You could proceed by contradiction. – PEV Jan 20 '11 at 7:18
1  
@Andres Caicedo: I think I get it, so $0 \leq h \leq 1$ and then we extend it. Then observe $A \subseteq h^{-1}(\{0\})$ and similarly $B \subseteq h^{-1}(\{1\}$. But singletons are closed in $\mathbb{R}$ and h is continuous so taking closures we get the result. Is this alright? thank you again. – student Jan 20 '11 at 7:20
    
Exactly. Of course, the proof of continuity for $h$ is the same as for $g$. – Andrés E. Caicedo Jan 20 '11 at 7:23
    
@Andres Caicedo: Thank you very much. – student Jan 20 '11 at 7:27

CW answer to push it from unanswered queue:

Let $g(x)=\min\{1,f(x)\}$, and check that $g$ is continuous. Then let $h(x)=\max\{0,g(x)\}$, and check that $h$ is continuous.

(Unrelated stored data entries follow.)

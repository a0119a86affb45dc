//! People and their validation rules.

use chrono::{DateTime, NaiveDate, Utc};
use serde::{Deserialize, Serialize};
use uuid::Uuid;

use crate::{
  Error, Errors, Result,
  ability::Ability,
  change::Change,
  contact::authorize_person,
  date,
  store::MembershipStore,
};

/// Gender as stored: `m`, `w`, or unset.
#[derive(Debug, Clone, Copy, PartialEq, Eq, Serialize, Deserialize)]
#[serde(rename_all = "lowercase")]
pub enum Gender {
  M,
  W,
}

impl Gender {
  pub fn as_str(self) -> &'static str {
    match self {
      Self::M => "m",
      Self::W => "w",
    }
  }

  pub fn parse(s: &str) -> Option<Self> {
    match s.trim() {
      "m" => Some(Self::M),
      "w" => Some(Self::W),
      _ => None,
    }
  }
}

#[derive(Debug, Clone, PartialEq, Eq, Serialize, Deserialize)]
pub struct Person {
  pub person_id:                  Uuid,
  pub first_name:                 Option<String>,
  pub last_name:                  Option<String>,
  pub nickname:                   Option<String>,
  pub company_name:               Option<String>,
  pub company:                    bool,
  pub email:                      Option<String>,
  pub street:                     Option<String>,
  pub housenumber:                Option<String>,
  pub zip_code:                   Option<String>,
  pub town:                       Option<String>,
  /// ISO 3166 alpha-2 code.
  pub country:                    Option<String>,
  pub gender:                     Option<Gender>,
  pub birthday:                   Option<NaiveDate>,
  pub primary_group_id:           Option<Uuid>,
  pub privacy_policy_accepted_at: Option<DateTime<Utc>>,
  pub created_at:                 DateTime<Utc>,
}

impl Person {
  /// Street and house number on one line.
  pub fn address(&self) -> Option<String> {
    let line = [self.street.as_deref(), self.housenumber.as_deref()]
      .into_iter()
      .flatten()
      .filter(|s| !s.trim().is_empty())
      .collect::<Vec<_>>()
      .join(" ");
    (!line.is_empty()).then_some(line)
  }

  pub fn country_label(&self) -> Option<String> {
    self.country.as_deref().map(country_name)
  }

  pub fn gender_label(&self) -> &'static str {
    match self.gender {
      Some(Gender::M) => "male",
      Some(Gender::W) => "female",
      None => "unknown",
    }
  }

  /// Display name: company name for companies, otherwise the personal name
  /// followed by the nickname.
  pub fn display_name(&self) -> String {
    if self.company
      && let Some(c) = self.company_name.as_deref().filter(|c| !c.is_empty())
    {
      return c.to_owned();
    }
    let name = [self.first_name.as_deref(), self.last_name.as_deref()]
      .into_iter()
      .flatten()
      .collect::<Vec<_>>()
      .join(" ");
    match self.nickname.as_deref().filter(|n| !n.is_empty()) {
      Some(nick) if name.is_empty() => nick.to_owned(),
      Some(nick) => format!("{name} / {nick}"),
      None => name,
    }
  }

  pub fn validate(&self) -> Errors {
    let mut errors = Errors::new();
    let has_name = [
      &self.first_name,
      &self.last_name,
      &self.nickname,
      &self.company_name,
    ]
    .into_iter()
    .any(|n| n.as_deref().is_some_and(|n| !n.trim().is_empty()));
    if !has_name {
      errors.add(crate::validation::BASE, "Please enter a name");
    }
    if self.company && self.company_name.as_deref().is_none_or(str::is_empty) {
      errors.add("company_name", "can't be blank for companies");
    }
    if let Some(email) = &self.email
      && !is_valid_email(email)
    {
      errors.add("email", "is invalid");
    }
    errors
  }
}

/// Attributes for creating a person, as submitted by a client.
#[derive(Debug, Clone, Default, Deserialize)]
pub struct NewPerson {
  pub first_name:              Option<String>,
  pub last_name:               Option<String>,
  pub nickname:                Option<String>,
  pub company_name:            Option<String>,
  #[serde(default)]
  pub company:                 bool,
  pub email:                   Option<String>,
  pub street:                  Option<String>,
  pub housenumber:             Option<String>,
  pub zip_code:                Option<String>,
  pub town:                    Option<String>,
  pub country:                 Option<String>,
  pub gender:                  Option<String>,
  pub birthday:                Option<String>,
  #[serde(default)]
  pub privacy_policy_accepted: Option<bool>,
}

impl NewPerson {
  pub fn privacy_policy_accepted(&self) -> bool {
    self.privacy_policy_accepted.unwrap_or(false)
  }

  /// Build an unsaved person. Blank strings become `None`, the email is
  /// lowercased and the birthday is parsed leniently.
  pub fn build(&self) -> Person {
    Person {
      person_id:                  Uuid::new_v4(),
      first_name:                 presence(&self.first_name),
      last_name:                  presence(&self.last_name),
      nickname:                   presence(&self.nickname),
      company_name:               presence(&self.company_name),
      company:                    self.company,
      email:                      presence(&self.email).map(|e| e.to_lowercase()),
      street:                     presence(&self.street),
      housenumber:                presence(&self.housenumber),
      zip_code:                   presence(&self.zip_code),
      town:                       presence(&self.town),
      country:                    presence(&self.country).map(|c| c.to_uppercase()),
      gender:                     self.gender.as_deref().and_then(Gender::parse),
      birthday:                   date::parse_optional(self.birthday.as_deref()),
      primary_group_id:           None,
      privacy_policy_accepted_at: None,
      created_at:                 Utc::now(),
    }
  }
}

/// Trimmed, non-blank, deduplicated and sorted.
pub fn normalize_tags(tags: impl IntoIterator<Item = String>) -> Vec<String> {
  let mut tags: Vec<String> = tags
    .into_iter()
    .map(|t| t.trim().to_owned())
    .filter(|t| !t.is_empty())
    .collect();
  tags.sort();
  tags.dedup();
  tags
}

/// Replace the tags of a person.
pub async fn set_tags<S: MembershipStore>(
  store: &S,
  ability: &Ability,
  person_id: Uuid,
  tags: Vec<String>,
) -> Result<Vec<String>> {
  store
    .get_person(person_id)
    .await
    .map_err(Error::store)?
    .ok_or(Error::PersonNotFound(person_id))?;
  let roles = store.person_roles(person_id).await.map_err(Error::store)?;
  authorize_person(ability, person_id, &roles, date::today())?;

  let tags = normalize_tags(tags);
  store
    .apply(vec![Change::SetTags { person_id, tags: tags.clone() }])
    .await
    .map_err(Error::store)?;
  tracing::info!(%person_id, count = tags.len(), "set tags");
  Ok(tags)
}

fn presence(s: &Option<String>) -> Option<String> {
  s.as_deref()
    .map(str::trim)
    .filter(|s| !s.is_empty())
    .map(str::to_owned)
}

/// Syntactic check only: one `@`, a non-empty local part and a dotted domain.
pub fn is_valid_email(email: &str) -> bool {
  let Some((local, domain)) = email.split_once('@') else {
    return false;
  };
  !local.is_empty()
    && !domain.contains('@')
    && !email.chars().any(char::is_whitespace)
    && domain
      .split('.')
      .filter(|part| !part.is_empty())
      .count()
      >= 2
    && !domain.starts_with('.')
    && !domain.ends_with('.')
}

/// English country name for the codes in common use, else the code itself.
pub fn country_name(code: &str) -> String {
  let name = match code.to_uppercase().as_str() {
    "CH" => "Switzerland",
    "LI" => "Liechtenstein",
    "DE" => "Germany",
    "AT" => "Austria",
    "FR" => "France",
    "IT" => "Italy",
    "NL" => "Netherlands",
    "BE" => "Belgium",
    "LU" => "Luxembourg",
    "ES" => "Spain",
    "GB" => "United Kingdom",
    "US" => "United States",
    other => return other.to_owned(),
  };
  name.to_owned()
}
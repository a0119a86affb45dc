//! Core types and trait definitions for the Roster membership platform.
//!
//! This crate is deliberately free of HTTP and database dependencies.
//! All other crates depend on it. Besides the domain types it hosts the two
//! stateful workflows that operate on any [`store::MembershipStore`]: the role
//! lifecycle ([`roles`]) and invoice reconciliation ([`invoices`]).

// We intentionally use native `async fn` in traits (stabilised in Rust 1.75).
// Suppress the advisory lint about `Send` bounds on the returned futures.
#![allow(async_fn_in_trait)]

pub mod ability;
pub mod change;
pub mod contact;
pub mod date;
pub mod error;
pub mod group;
pub mod invoice;
pub mod invoices;
pub mod person;
pub mod qualification;
pub mod record;
pub mod role;
pub mod roles;
pub mod store;
pub mod validation;

pub use error::{Error, Result};
pub use validation::{Errors, Outcome};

$0\le h\le1$ and then we extend it.

Then observe $A\subseteq h^{−1}(\{0\})$ and similarly $B\subseteq h^{−1}(\{1\})$.

But singletons are closed in $\mathbb R$ and $h$ is continuous so taking closures we get the result.

The proof of continuity for $h$ is the same as for $g$

(Answer is taken from comments and looks incomplete though gives an outline to proof, feel free to edit it)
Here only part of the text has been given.